Inspector Grime had not smiled at all during the story of the sergeant felled in front of Kensington Town Hall. He looked as though he disapproved strongly of such behaviour.

‘Quite,’ he said, ‘quite. Now is there anything more you have to tell us? We mustn’t keep you from home too long.’

‘Don’t you worry about me, sir. Wife’s gone to her mother’s, thank God. Miserable cow.’ Powerscourt wondered which one the epithet belonged to, but thought it better not to ask. ‘I’m meeting a few friends at the Green Dragon the other side of Fakenham. But there is one thing, sir. I asked down the office if anybody had lost a uniform or had one stolen. Nobody has. So wherever our imposter got his kit from, it wasn’t from our place.’

‘We’ve kept you long enough,’ said Inspector Grime, frowning slightly. ‘Thank you so much for your information, it’s been most helpful.’

‘Bright chap, our postman,’ said Powerscourt. ‘Maybe he should have stayed in the police force after all.’

‘Didn’t care for the fellow very much myself,’ said Inspector Grime. ‘Bloody man might have knocked me down too.’

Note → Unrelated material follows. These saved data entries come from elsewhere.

//! Durable journal of pending local changes.

use crate::error::SyncResult;
use async_trait::async_trait;
use lunara_sync_model::{ChangeOp, ChangeRecord, EntityKind};
use parking_lot::RwLock;
use std::collections::HashSet;
use tracing::debug;
use uuid::Uuid;

/// A durable log of local mutations awaiting push.
///
/// Appends come from the app's write path and must always succeed locally
/// without touching the network. The coordinator drains the journal during a
/// cycle; appends may interleave with an in-flight drain, so removal happens
/// only through explicit acknowledgment.
#[async_trait]
pub trait ChangeJournal: Send + Sync {
    /// Journals a local mutation.
    async fn append(&self, change: ChangeRecord) -> SyncResult<()>;

    /// Returns pending records of a kind, ordered by `occurred_at` with ties
    /// broken by insertion order.
    async fn pending(&self, kind: EntityKind) -> SyncResult<Vec<ChangeRecord>>;

    /// Removes exactly the given records. Partial acknowledgment is legal:
    /// a batch where only some records committed acknowledges only those.
    async fn acknowledge(&self, change_ids: &[Uuid]) -> SyncResult<()>;

    /// Returns the number of pending records across all kinds.
    async fn pending_count(&self) -> SyncResult<usize>;
}

/// An in-memory change journal.
///
/// Keeps one pending record per entity: a new append for an entity that
/// already has one collapses the pair into the operation the remote store
/// ultimately needs (payloads are read at push time, so only the op and
/// timestamp matter).
#[derive(Debug, Default)]
pub struct MemoryChangeJournal {
    entries: RwLock<Vec<ChangeRecord>>,
}

impl MemoryChangeJournal {
    /// Creates an empty journal.
    pub fn new() -> Self {
        Self::default()
    }

    fn coalesce(existing: &mut ChangeRecord, incoming: &ChangeRecord) -> bool {
        let keep = match (existing.op, incoming.op) {
            // Created and deleted before ever reaching the remote: the
            // entity never existed there, drop both.
            (ChangeOp::Create, ChangeOp::Delete) => return false,
            (ChangeOp::Create, _) => ChangeOp::Create,
            (_, ChangeOp::Delete) => ChangeOp::Delete,
            // Recreated after a pending delete: the remote may still hold
            // the old version, so an upsert covers both.
            (ChangeOp::Delete, ChangeOp::Create) => ChangeOp::Update,
            _ => ChangeOp::Update,
        };
        existing.op = keep;
        existing.occurred_at = incoming.occurred_at;
        existing.device_id = incoming.device_id;
        true
    }
}

#[async_trait]
impl ChangeJournal for MemoryChangeJournal {
    async fn append(&self, change: ChangeRecord) -> SyncResult<()> {
        let mut entries = self.entries.write();
        let position = entries
            .iter()
            .position(|e| e.kind == change.kind && e.entity_id == change.entity_id);

        match position {
            Some(index) => {
                if !Self::coalesce(&mut entries[index], &change) {
                    entries.remove(index);
                    debug!(entity_id = %change.entity_id, "create+delete annihilated in journal");
                }
            }
            None => entries.push(change),
        }
        Ok(())
    }

    async fn pending(&self, kind: EntityKind) -> SyncResult<Vec<ChangeRecord>> {
        let entries = self.entries.read();
        let mut pending: Vec<ChangeRecord> = entries
            .iter()
            .filter(|e| e.kind == kind)
            .cloned()
            .collect();
        // Stable sort keeps insertion order for equal timestamps.
        pending.sort_by_key(|e| e.occurred_at);
        Ok(pending)
    }

    async fn acknowledge(&self, change_ids: &[Uuid]) -> SyncResult<()> {
        let ids: HashSet<&Uuid> = change_ids.iter().collect();
        self.entries.write().retain(|e| !ids.contains(&e.change_id));
        Ok(())
    }

    async fn pending_count(&self) -> SyncResult<usize> {
        Ok(self.entries.read().len())
    }
}
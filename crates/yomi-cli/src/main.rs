use std::io::{self, BufRead, Write};
use std::path::PathBuf;

use clap::{Parser, Subcommand};
use tracing_subscriber::EnvFilter;
use yomi_core::models::{Album, Artist, SortCandidate};
use yomi_core::{
    create_indexable_name, AppConfig, ComparatorFactory, SortFieldResolver, YomiError,
};
use yomi_text::{is_japanese_readable, ReadingAnalyzer};

#[derive(Parser)]
#[command(name = "yomi")]
#[command(about = "Inspect readings and natural sort order of catalog names")]
struct Cli {
    /// Config file to use instead of the user config.
    #[arg(long, global = true)]
    config: Option<PathBuf>,

    #[command(subcommand)]
    command: Command,
}

#[derive(Subcommand)]
enum Command {
    /// Print the reading and sort fields derived for each name.
    Reading {
        #[arg(required = true)]
        names: Vec<String>,

        /// Print analyzed entries as JSON lines.
        #[arg(long)]
        json: bool,
    },
    /// Sort album names read from a file or stdin, one per line.
    ///
    /// A line may carry a release year after a tab: `name<TAB>1998`.
    Sort {
        file: Option<PathBuf>,

        /// Override numeric ordering of digit runs.
        #[arg(long)]
        alphanum: Option<bool>,

        /// Override ordering by release year.
        #[arg(long)]
        by_year: Option<bool>,

        /// Artist the albums belong to.
        #[arg(long)]
        artist: Option<String>,
    },
    /// Print the index name and index letter for each name.
    Index {
        #[arg(required = true)]
        names: Vec<String>,
    },
}

fn main() -> Result<(), YomiError> {
    tracing_subscriber::fmt()
        .with_env_filter(
            EnvFilter::try_from_default_env().unwrap_or_else(|_| EnvFilter::new("yomi=info")),
        )
        .with_writer(io::stderr)
        .init();

    let cli = Cli::parse();
    let config = match &cli.config {
        Some(path) => AppConfig::load_from(path)?,
        None => AppConfig::load()?,
    };
    let provider = config.reading_provider()?;
    let resolver = SortFieldResolver::new(ReadingAnalyzer::new(std::sync::Arc::new(provider)));

    let stdout = io::stdout();
    let mut out = stdout.lock();

    match cli.command {
        Command::Reading { names, json } => {
            for name in names {
                let mut candidate = SortCandidate::new(name);
                resolver.analyze(&mut candidate);
                if json {
                    let line = serde_json::to_string(&candidate).map_err(io::Error::from)?;
                    writeln!(out, "{line}")?;
                } else {
                    let name = candidate.name.as_str();
                    writeln!(
                        out,
                        "{name}\t{}\t{}",
                        candidate.reading.as_deref().unwrap_or("-"),
                        if is_japanese_readable(name) { "ja" } else { "-" },
                    )?;
                }
            }
        }
        Command::Sort {
            file,
            alphanum,
            by_year,
            artist,
        } => {
            let mut settings = config.sort.clone();
            if let Some(alphanum) = alphanum {
                settings.sort_alphanum = alphanum;
            }
            if let Some(by_year) = by_year {
                settings.sort_albums_by_year = by_year;
            }

            let mut albums = read_albums(file.as_deref())?;
            resolver.analyze_all(&mut albums);

            let artist = artist.map(|name| Artist::new(0, name));
            let factory = ComparatorFactory::japanese(settings);
            factory.sort_albums(&mut albums, artist.as_ref());

            for album in &albums {
                let name = album.name.as_deref().unwrap_or_default();
                match album.year {
                    Some(year) => writeln!(out, "{name}\t{year}")?,
                    None => writeln!(out, "{name}")?,
                }
            }
        }
        Command::Index { names } => {
            for name in names {
                let mut candidate = SortCandidate::new(name);
                resolver.analyze(&mut candidate);
                let indexable = create_indexable_name(&candidate).unwrap_or_default();
                let letter = yomi_core::index_letter(&indexable)
                    .map(String::from)
                    .unwrap_or_default();
                writeln!(out, "{letter}\t{indexable}")?;
            }
        }
    }

    Ok(())
}

fn read_albums(file: Option<&std::path::Path>) -> Result<Vec<Album>, YomiError> {
    let lines: Vec<String> = match file {
        Some(path) => std::fs::read_to_string(path)?
            .lines()
            .map(str::to_string)
            .collect(),
        None => io::stdin().lock().lines().collect::<Result<_, _>>()?,
    };

    let albums: Vec<Album> = lines
        .iter()
        .filter(|line| !line.trim().is_empty())
        .enumerate()
        .map(|(i, line)| parse_album_line(i as i64, line))
        .collect();
    tracing::debug!(count = albums.len(), "Read albums");
    Ok(albums)
}

fn parse_album_line(id: i64, line: &str) -> Album {
    let (name, year) = match line.rsplit_once('\t') {
        Some((name, year)) => match year.trim().parse::<i32>() {
            Ok(year) => (name, Some(year)),
            Err(_) => {
                tracing::warn!(line, "Ignoring unparsable year");
                (name, None)
            }
        },
        None => (line, None),
    };
    let mut album = Album::new(id, name);
    album.year = year;
    album
}

#[cfg(test)]
mod tests {
    use super::*;

    #[test]
    fn test_parse_album_line() {
        let album = parse_album_line(1, "98\t1998");
        assert_eq!(album.name.as_deref(), Some("98"));
        assert_eq!(album.year, Some(1998));

        let album = parse_album_line(2, "奥田民生");
        assert_eq!(album.name.as_deref(), Some("奥田民生"));
        assert_eq!(album.year, None);

        let album = parse_album_line(3, "name\tsoon");
        assert_eq!(album.name.as_deref(), Some("name"));
        assert_eq!(album.year, None);
    }

    #[test]
    fn test_cli_parses() {
        let cli = Cli::try_parse_from(["yomi", "sort", "--alphanum", "false", "albums.txt"]).unwrap();
        match cli.command {
            Command::Sort { alphanum, file, .. } => {
                assert_eq!(alphanum, Some(false));
                assert_eq!(file, Some(PathBuf::from("albums.txt")));
            }
            _ => panic!("expected sort"),
        }
    }
}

Joseph the manciple was making his final tour of the tables laid out for ‘The Silkworkers’ dinner that evening. A wine glass was out of position. A fish fork was aligned five per cent out of true. A salt cellar was too far away from its partner the pepper pot. These minutiae were meat and drink to Joseph who had been in charge of catering at Silkworkers Hall for over twenty years. He came originally from Ephesus but nobody could pronounce his surname. Simple Joseph he became and he was now as widely known in the City as the Prime Warden himself. He had taken one very important decision in his early years. He had watched as other, less scrupulous manciples in other livery companies helped themselves to their employers’ funds and their employers’ food and their employers’ drink. Most of these organizations, as Joseph well knew, were heavily stocked with accountants and bankers among their membership, well able to sniff out corruption at a couple of hundred paces. So Joseph confined himself to very small, some might have called them minute, helpings. By now he was a rich man, probably richer than some of the members. He asked prominent people for investment tips on a regular basis. This regular flow of inside information, he would tell anybody who queried his house and his lifestyle, was the basis of his fortune.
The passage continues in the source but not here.